3. New ways to publicize books! Got your attention? The blogger at Chasing Empty Pavements certainly got mine this week. She recommends the site www.bookdrum.com - which says it takes the book "beyond the page." Skeptical? Wary? (I am!) Still worth checking out. At least swing by Chasing Empty Pavements for the writings of an enthusastic, young booklover.

4. Finally, I discovered two blogs nearly simultaneously. At Constant Revision, blogger Simon C. Larter said he was busy guest blogging at Carol's Prints. That is the How, now for the What. Turns out Simon is a lightning rod installation professional turned flash fiction expert (pun greatly intended), while Carol writes, in her words, "YA fantasy and paranormal romance ."
I highly recommend Simon's post on Flash Fiction on Carol's blog. If you can dissect that sentence, you'll find your way to worthy links!

As usual, I will update this throughout the day as time allows. Please include your Great Finds of the Week in your comments!

...
5. Already an addition...Cathy at Kittling Books does a weekly roundup as well, and she recommended Murder is Everywhere. I checked it out, and I recommend it, too! Writers from four continents come together on one blog. Enjoy!

Friday, December 11, 2009

The 40th Follower Award goes to...


Kristi of Random Daily Thoughts has become my 40th Follower (no Jim Jones thing going on here).
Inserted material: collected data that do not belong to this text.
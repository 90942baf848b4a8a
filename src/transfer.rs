// SPDX-License-Identifier: AGPL-3.0-or-later
//
// Copyright (C) 2025 Daniel Negri
//
// This program is free software: you can redistribute it and/or modify
// it under the terms of the GNU Affero General Public License as published by
// the Free Software Foundation, either version 3 of the License, or
// (at your option) any later version.
//
// This program is distributed in the hope that it will be useful,
// but WITHOUT ANY WARRANTY; without even the implied warranty of
// MERCHANTABILITY or FITNESS FOR A PARTICULAR PURPOSE. See the
// GNU Affero General Public License for more details.
//
// You should have received a copy of the GNU Affero General Public License
// along with this program. If not, see <https://www.gnu.org/licenses/>.

//! Transfer records and the engine's input/output types.

use crate::account::Account;
use crate::base::{AccountId, Currency, TransferId};
use crate::entry::Entry;
use chrono::{DateTime, Utc};
use serde::{Deserialize, Serialize};
use std::fmt;

/// Immutable record of one completed movement of funds.
///
/// A transfer row exists if and only if both of its entries and both
/// balance updates were committed in the same unit of work.
#[derive(Debug, Clone, PartialEq, Eq, Serialize, Deserialize)]
pub struct Transfer {
    pub id: TransferId,
    pub from_account_id: AccountId,
    pub to_account_id: AccountId,
    /// Strictly positive amount in minor units.
    pub amount: i64,
    pub created_at: DateTime<Utc>,
}

/// Input to [`Engine::transfer`](crate::Engine::transfer).
#[derive(Debug, Clone, Copy, PartialEq, Eq, Serialize, Deserialize)]
pub struct TransferParams {
    pub from_account_id: AccountId,
    pub to_account_id: AccountId,
    pub amount: i64,
    /// Currency both accounts are expected to hold.
    pub currency: Currency,
}

/// Everything a committed transfer produced.
///
/// Assembled per call and never persisted as its own entity.
#[derive(Debug, Clone, PartialEq, Eq, Serialize, Deserialize)]
pub struct TransferResult {
    pub transfer: Transfer,
    pub from_account: Account,
    pub to_account: Account,
    pub from_entry: Entry,
    pub to_entry: Entry,
}

/// Side of a transfer an account plays.
#[derive(Debug, Clone, Copy, PartialEq, Eq, Hash, Serialize, Deserialize)]
#[serde(rename_all = "lowercase")]
pub enum AccountRole {
    From,
    To,
}

impl fmt::Display for AccountRole {
    fn fmt(&self, f: &mut fmt::Formatter<'_>) -> fmt::Result {
        match self {
            AccountRole::From => f.write_str("from"),
            AccountRole::To => f.write_str("to"),
        }
    }
}

/// Page of transfers touching one account on either side.
#[derive(Debug, Clone, PartialEq, Eq)]
pub struct ListTransfersParams {
    pub account_id: AccountId,
    pub limit: usize,
    pub offset: usize,
}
And for this effort, unbeknownst to her, I am awarding her one paperback book from the following choices:



For a cozy mystery- Elizabeth Spann Craig's Pretty Is As Pretty Dies -



Terrorist-plot/Thriller- Mark Terry's The Serpent's Kiss -










Historical fiction- Galen Kindley's Hearts of The Morning Calm








Or if you prefer YA/A reads- one of L. Diane Wolfe's Circle of Friends books.
Merry Christmas, Kristi! And welcome to SouthernCityMysteries!



Kristi is also an aspiring author, a little further along in her career than I. Her book The Wolf Within is set to be released February 25, 2010. Furthermore, she is a fellow NCer, so more power to the Tar Heel state!

Stay with me, who knows what other secret awards I have up my blogging sleeves?